_YOUR INSTRUCTIONS_: Output exactly the lines that run from the top of the entries to the line holding "cached JSON and", including both of those lines.

_SOURCE RECORDS_:
::::
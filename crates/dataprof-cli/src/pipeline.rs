//! Profiling pipeline: load, profile, score, validate, persist.
//!
//! Every artifact goes through the store's compute-if-absent gate, so a
//! re-run over an already profiled dataset reads the cached JSON and
//! recomputes nothing.

use std::path::PathBuf;

use anyhow::{Context, Result, anyhow};
use polars::prelude::DataFrame;
use serde_json::Value;
use tracing::{debug, info, info_span, trace, warn};

use dataprof_ingest::{LoadOptions, load_table};
use dataprof_model::{DatasetRef, Feature, FeaturePii, ValidationError};
use dataprof_pii::{PiiScorer, build_flare_tree, build_pii_map};
use dataprof_profile::{build_frequency_stats, build_summary, profile_table};
use dataprof_store::{ArtifactKind, ArtifactStore};
use dataprof_validate::{JsonRuleStore, RuleSet, ValidationRun};

use crate::logging::redact_value;

/// Everything the profile command needs, independent of the CLI surface.
pub struct ProfileRequest {
    pub file: PathBuf,
    pub title: Option<String>,
    pub id_column: Option<String>,
    pub label_column: Option<String>,
    pub uploaded: bool,
    pub data_root: PathBuf,
    pub upload_root: PathBuf,
    pub rule_store: PathBuf,
}

/// Result of one profile run, artifact values as they landed on disk.
pub struct ProfileOutcome {
    pub dataset: DatasetRef,
    pub folder: PathBuf,
    pub summary: Value,
    pub features: Value,
    pub pii_records: Value,
    pub violation_count: usize,
    pub from_cache: bool,
}

/// Profile one dataset end to end.
pub fn run_profile(request: &ProfileRequest) -> Result<ProfileOutcome> {
    let dataset = dataset_ref(request)?;
    let span = info_span!("profile", dataset = %dataset.title);
    let _guard = span.enter();

    let store = ArtifactStore::new(&request.data_root, &request.upload_root);
    let folder = store.prepare(&dataset)?;

    if ArtifactKind::ALL.iter().all(|&k| store.exists(&dataset, k)) {
        info!("all artifacts cached, skipping recompute");
        let errors = store.read(&dataset, ArtifactKind::Errors)?;
        return Ok(ProfileOutcome {
            summary: store.read(&dataset, ArtifactKind::Summary)?,
            features: store.read(&dataset, ArtifactKind::Features)?,
            pii_records: store.read(&dataset, ArtifactKind::PiiRecords)?,
            violation_count: errors.as_array().map_or(0, Vec::len),
            dataset,
            folder,
            from_cache: true,
        });
    }

    store.stash_source(&dataset, &request.file)?;

    // Two loads: statistics see blanks as the missing marker, PII scoring
    // and validation see the raw cells.
    let filtered = load_table(&request.file, &LoadOptions::default())
        .with_context(|| format!("load {}", request.file.display()))?;
    let raw = load_table(&request.file, &LoadOptions::raw())
        .with_context(|| format!("load {}", request.file.display()))?;
    info!(
        rows = filtered.height(),
        columns = filtered.width(),
        "table loaded"
    );

    let mut features = profile_table(&filtered, &dataset);
    let pii = PiiScorer::default().score_table(&raw);
    let violations = validate(request, &dataset, &raw, &store)?;
    attach_pii(&mut features, &pii);
    attach_error_counts(&mut features, &violations);

    let summary = store.compute_if_absent(&dataset, ArtifactKind::Summary, || {
        Ok(build_summary(&filtered, &dataset))
    })?;
    store.compute_if_absent(&dataset, ArtifactKind::FrequencyStats, || {
        Ok(build_frequency_stats(&filtered))
    })?;
    let features_value = serde_json::to_value(&features).context("serialize features")?;
    let features = store.compute_if_absent(&dataset, ArtifactKind::Features, || {
        Ok(features_value.clone())
    })?;
    let pii_value = serde_json::to_value(&pii).context("serialize pii records")?;
    let pii_records = store.compute_if_absent(&dataset, ArtifactKind::PiiRecords, || {
        Ok(pii_value.clone())
    })?;
    store.compute_if_absent(&dataset, ArtifactKind::PiiMap, || Ok(build_pii_map(&pii)))?;
    store.compute_if_absent(&dataset, ArtifactKind::PiiFlare, || {
        Ok(build_flare_tree(&pii))
    })?;

    Ok(ProfileOutcome {
        violation_count: violations.len(),
        dataset,
        folder,
        summary,
        features,
        pii_records,
        from_cache: false,
    })
}

fn dataset_ref(request: &ProfileRequest) -> Result<DatasetRef> {
    let file_name = request
        .file
        .file_name()
        .ok_or_else(|| anyhow!("{} has no file name", request.file.display()))?
        .to_string_lossy()
        .into_owned();
    let mut dataset = DatasetRef::new(file_name).with_uploaded(request.uploaded);
    if let Some(title) = &request.title {
        dataset = dataset.with_title(title.clone());
    }
    if let Some(column) = &request.id_column {
        dataset = dataset.with_id_column(column.clone());
    }
    if let Some(column) = &request.label_column {
        dataset = dataset.with_label_column(column.clone());
    }
    Ok(dataset)
}

/// Run rule validation and persist the errors artifact.
fn validate(
    request: &ProfileRequest,
    dataset: &DatasetRef,
    raw: &DataFrame,
    store: &ArtifactStore,
) -> Result<Vec<ValidationError>> {
    let rule_store = JsonRuleStore::new(&request.rule_store);
    // Validation failures never abort a profiling request: an unreadable
    // rule store degrades to an empty rule set and an empty errors artifact.
    let rules = match RuleSet::from_store(&rule_store, &dataset.title) {
        Ok(rules) => rules,
        Err(error) => {
            warn!(%error, "rule store unreadable, validating with no rules");
            RuleSet::new()
        }
    };
    debug!(columns = rules.len(), "rule assignments loaded");

    let mut run = ValidationRun::new(&rule_store, &dataset.title);
    let violations = run.execute(raw, &rules);
    for violation in &violations {
        trace!(
            column = %violation.column,
            row = violation.row,
            value = redact_value(&violation.value.to_string()),
            "rule violation"
        );
    }

    let errors_value = serde_json::to_value(&violations).context("serialize violations")?;
    store.compute_if_absent(dataset, ArtifactKind::Errors, || Ok(errors_value.clone()))?;
    run.mark_persisted();
    Ok(violations)
}

/// Carry the winning PII verdict onto each matching feature record.
fn attach_pii(features: &mut [Feature], pii: &[FeaturePii]) {
    for feature in features.iter_mut() {
        if let Some(record) = pii
            .iter()
            .find(|p| p.feat_name == feature.feat_physical_name)
        {
            feature.feat_is_pii = record.is_pii;
            feature.feat_pii_type = record.winning_category().map(String::from);
        }
    }
}

/// Carry per-column violation counts onto the feature records.
fn attach_error_counts(features: &mut [Feature], violations: &[ValidationError]) {
    for feature in features.iter_mut() {
        feature.feat_errors = violations
            .iter()
            .filter(|v| v.column == feature.feat_physical_name)
            .count() as u64;
    }
}

#[cfg(test)]
mod tests {
    use super::*;

    fn request(file: &str) -> ProfileRequest {
        ProfileRequest {
            file: PathBuf::from(file),
            title: None,
            id_column: None,
            label_column: None,
            uploaded: false,
            data_root: PathBuf::from("data"),
            upload_root: PathBuf::from("uploads"),
            rule_store: PathBuf::from("rules.json"),
        }
    }

    #[test]
    fn test_title_defaults_to_stem() {
        let dataset = dataset_ref(&request("fixtures/us-500.csv")).unwrap();
        assert_eq!(dataset.title, "us-500");
        assert_eq!(dataset.file_name, "us-500.csv");
    }

    #[test]
    fn test_explicit_title_wins() {
        let mut req = request("fixtures/us-500.csv");
        req.title = Some("contacts".to_string());
        assert_eq!(dataset_ref(&req).unwrap().title, "contacts");
    }

    #[test]
    fn test_attach_pii_by_name() {
        let mut features = vec![Feature::new("email", 0), Feature::new("id", 1)];
        let pii = vec![FeaturePii::from_scores(
            "email",
            [(
                "emails".to_string(),
                dataprof_model::PiiScore::Single(100),
            )]
            .into_iter()
            .collect(),
        )];
        attach_pii(&mut features, &pii);
        assert!(features[0].feat_is_pii);
        assert_eq!(features[0].feat_pii_type.as_deref(), Some("emails"));
        assert!(!features[1].feat_is_pii);
    }
}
::::
_ANSWER AREA_:
filename crates/dataprof-cli/src/pipeline.rs
//! Profiling pipeline: load, profile, score, validate, persist.
//!
//! Every artifact goes through the store's compute-if-absent gate, so a
//! re-run over an already profiled dataset reads the cached JSON and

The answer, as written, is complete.